WHAT IS REQUIRED
Look through the entries below and report how many lines hold the string "unwrap". Only the number is wanted.

((

impl PathPattern {
    /// Parse a dotted pattern. A segment that is exactly `*` is a wildcard;
    /// `&*` is a literal `*` key.
    ///
    /// ```rust
    /// use docwire_core::{Path, PathPattern};
    ///
    /// let pattern = PathPattern::parse("cars.*.name").unwrap();
    /// assert!(pattern.matches(&Path::parse("cars.3.name").unwrap()));
    /// assert!(!pattern.matches(&Path::parse("cars.3").unwrap()));
    /// ```
    pub fn parse(s: &str) -> Result<Self, PathError> {
        let segments = split_raw(s)?
            .into_iter()
            .map(|(raw, _)| {
                if raw == "*" {
                    Ok(PatternSegment::Any)
                } else {
                    unescape(raw).map(PatternSegment::Exact)
                }
            })
            .collect::<Result<Vec<_>, _>>()?;
        Ok(PathPattern { segments })
    }

    /// Build a pattern from segment texts; `"*"` is a wildcard.
    pub fn from_segments<I, S>(segments: I) -> Self
    where
        I: IntoIterator<Item = S>,
        S: Into<PatternSegment>,
    {
        PathPattern {
            segments: segments.into_iter().map(Into::into).collect(),
        }
    }

    pub fn len(&self) -> usize {
        self.segments.len()
    }

    pub fn is_empty(&self) -> bool {
        self.segments.is_empty()
    }

    /// Check whether the pattern contains no wildcards.
    pub fn is_exact(&self) -> bool {
        self.wildcards() == 0
    }

    /// Number of `*` segments.
    pub fn wildcards(&self) -> usize {
        self.segments
            .iter()
            .filter(|s| matches!(s, PatternSegment::Any))
            .count()
    }

    pub fn matches(&self, path: &Path) -> bool {
        self.segments.len() == path.segments.len()
            && self
                .segments
                .iter()
                .zip(&path.segments)
                .all(|(p, s)| p.matches(s))
    }
}

impl fmt::Display for PathPattern {
    fn fmt(&self, f: &mut fmt::Formatter<'_>) -> fmt::Result {
        for (i, segment) in self.segments.iter().enumerate() {
            if i > 0 {
                f.write_str(".")?;
            }
            match segment {
                PatternSegment::Any => f.write_str("*")?,
                PatternSegment::Exact(text) if text == "*" => f.write_str("&*")?,
                PatternSegment::Exact(text) => write_escaped(f, text)?,
            }
        }
        Ok(())
    }
}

))

COMPLETED EXERCISE
3